これを読むと、『イスラムの建築文化』は スムーズに出版されたように見えるでしょうが、実際は、(多くの著作家が最初の本を出すときに そうであるように)いろいろと困難に直面し、(まだマフィアに迫害される以前のことでしたが)最初に翻訳草稿を作ってから 出版にこぎつけるまでに4年 かかってしまいました。私の大学時代の恩師である 山本学治教授が存命であれば、いろいろと便宜をはかってくれたでしょうが、名著『素材と造形の歴史』(1966、SD選書)を書かれた山本学治さんは、10年ほど前に ガンで他界されていました。
それでもいろいろと伝手(つて)を頼って、主に建築関係の出版社の編集者を紹介してもらっては 出版の依頼をしましたが、一向に実現しません。こんなに面白くて優れた内容の本がどうして受け入れられないのだろうかと不思議に思っていると、ある人が中央公論美術出版の K氏に紹介してくれましたので、原稿を読んでもらうよう、預けました。ところが、その翌日に K氏から電話がかかってきて、急きょお会いしたところ、かなり話し好きの方らしく、この本は出版できないと言って、まだ読んでもいない原稿を私に返却するとともに、その事情を 詳しく話してくれました。
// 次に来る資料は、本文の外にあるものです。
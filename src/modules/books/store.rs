//! In-memory book store.
//!
//! The store is the only owner of book records. Every operation takes the
//! single collection lock, so mutations are serialized against each other
//! and against reads. Callers only ever receive clones.

use std::sync::{Arc, Mutex, MutexGuard, PoisonError};

use shelf_kernel::{Clock, IdGenerator, SystemClock, UuidV7Generator};

use super::models::{Book, BookFilter, BookPayload, BookRule, BookSummary};

#[derive(Debug, thiserror::Error)]
pub enum StoreError {
    #[error("validation failed: {0}")]
    Validation(#[from] BookRule),

    #[error("book '{0}' not found")]
    NotFound(String),

    #[error("book store fault: {0}")]
    Internal(String),
}

pub type StoreResult<T> = Result<T, StoreError>;

pub struct BookStore {
    books: Mutex<Vec<Book>>,
    clock: Arc<dyn Clock>,
    ids: Arc<dyn IdGenerator>,
}

impl BookStore {
    pub fn new(clock: Arc<dyn Clock>, ids: Arc<dyn IdGenerator>) -> Self {
        Self {
            books: Mutex::new(Vec::new()),
            clock,
            ids,
        }
    }

    fn lock(&self) -> StoreResult<MutexGuard<'_, Vec<Book>>> {
        self.books
            .lock()
            .map_err(|_| StoreError::Internal("book collection lock poisoned".to_string()))
    }

    /// Validate and append a new book, returning its id.
    pub fn add(&self, payload: BookPayload) -> StoreResult<String> {
        let fields = payload.validate().inspect_err(|rule| {
            tracing::debug!(%rule, "rejected new book");
        })?;

        let mut books = self.lock()?;

        let id = self.ids.generate();
        if books.iter().any(|book| book.id == id) {
            return Err(StoreError::Internal(format!(
                "generated id '{}' is already in use",
                id
            )));
        }

        books.push(Book::new(id.clone(), fields, self.clock.now()));

        if !books.iter().any(|book| book.id == id) {
            return Err(StoreError::Internal(format!(
                "book '{}' missing after insert",
                id
            )));
        }

        tracing::info!(book_id = %id, total = books.len(), "book added");
        Ok(id)
    }

    /// Summaries of every book matching `filter`, in insertion order.
    pub fn list(&self, filter: &BookFilter) -> StoreResult<Vec<BookSummary>> {
        let books = self.lock()?;
        let keep = filter.matcher();

        Ok(books
            .iter()
            .filter(|book| keep(book))
            .map(BookSummary::from)
            .collect())
    }

    pub fn get(&self, id: &str) -> StoreResult<Book> {
        self.lock()?
            .iter()
            .find(|book| book.id == id)
            .cloned()
            .ok_or_else(|| StoreError::NotFound(id.to_string()))
    }

    /// Replace every mutable field of the book `id`.
    ///
    /// The id is looked up before the payload is validated, so an unknown id
    /// reports `NotFound` even when the payload is also invalid.
    pub fn update(&self, id: &str, payload: BookPayload) -> StoreResult<()> {
        let mut books = self.lock()?;

        let book = books
            .iter_mut()
            .find(|book| book.id == id)
            .ok_or_else(|| StoreError::NotFound(id.to_string()))?;

        let fields = payload.validate().inspect_err(|rule| {
            tracing::debug!(book_id = %id, %rule, "rejected book update");
        })?;

        // Never move updatedAt behind a previous write
        let now = self.clock.now().max(book.updated_at);
        book.apply(fields, now);

        tracing::info!(book_id = %id, finished = book.finished, "book updated");
        Ok(())
    }

    pub fn delete(&self, id: &str) -> StoreResult<()> {
        let mut books = self.lock()?;

        let index = books
            .iter()
            .position(|book| book.id == id)
            .ok_or_else(|| StoreError::NotFound(id.to_string()))?;
        books.remove(index);

        tracing::info!(book_id = %id, total = books.len(), "book deleted");
        Ok(())
    }

    /// Number of stored books.
    pub fn len(&self) -> usize {
        // A push/remove cannot leave the Vec half-modified, so a poisoned
        // lock still guards a consistent count.
        self.books
            .lock()
            .unwrap_or_else(PoisonError::into_inner)
            .len()
    }

    pub fn is_empty(&self) -> bool {
        self.len() == 0
    }
}

impl Default for BookStore {
    fn default() -> Self {
        Self::new(Arc::new(SystemClock), Arc::new(UuidV7Generator))
    }
}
前日の夜、K氏は 某大学の I 助教授に電話をして この本のことを尋ねたところ、既によく知っていて、その出版については、NO という返事だったそうです。その人は東大の建築史教室の出身者で、日本で唯一のイスラム建築史の研究室を 某大学に構えていたのです。出版社としては、その人に反対されて、協力してもらえなければ、さまざまな不都合に会うであろうし、出版しても 売れ行きが伸びないかもしれない ことが危惧されるので、原稿を読むまでもなく、この出版は遠慮する というのです。そして、それまでに私が声をかけた どの出版社も、すべて同じ理由で辞退したのでしょう、ということでした。
なるほど、これが「学閥(がくばつ)」とか、専門分野での「系列」や「権威筋」ということなのかと、やっと理解しました。(まだ自分自身が 本格的なイスラム建築史の本を出していないのに、こんな 立派な本を、東大も出ていない どこかの若造が 勝手に翻訳して出版するというのは、我慢できなかったのでしょう。)
今にして思うと、K氏が言わんとしていたのは、イスラム建築史の権威である I 氏に挨拶に行き、監修なり何なり依頼した上で 出版の許可をもらうべきだ、ということだったのかもしれません。
しかし私は、それが「巨大な権威」であろうと、「ちっぽけな権威」であろうと、権威筋に尻尾を振る気は 毛頭ありませんでしたし、「肩書きや学閥で威を張るような人間」も 真っ平でした。それにつけても思い出すのは、ある建築雑誌の編集者だった T さんです。ずっと後のことですが、彼は私の書いた連載記事を その雑誌に大きく載せたために マフィアに脅しをかけられ、とうとう建築界から逃げ出してしまいましたが、最後に会った時に、「建築界ほど 封建的なところは ないですよ」と言って いましたっけ。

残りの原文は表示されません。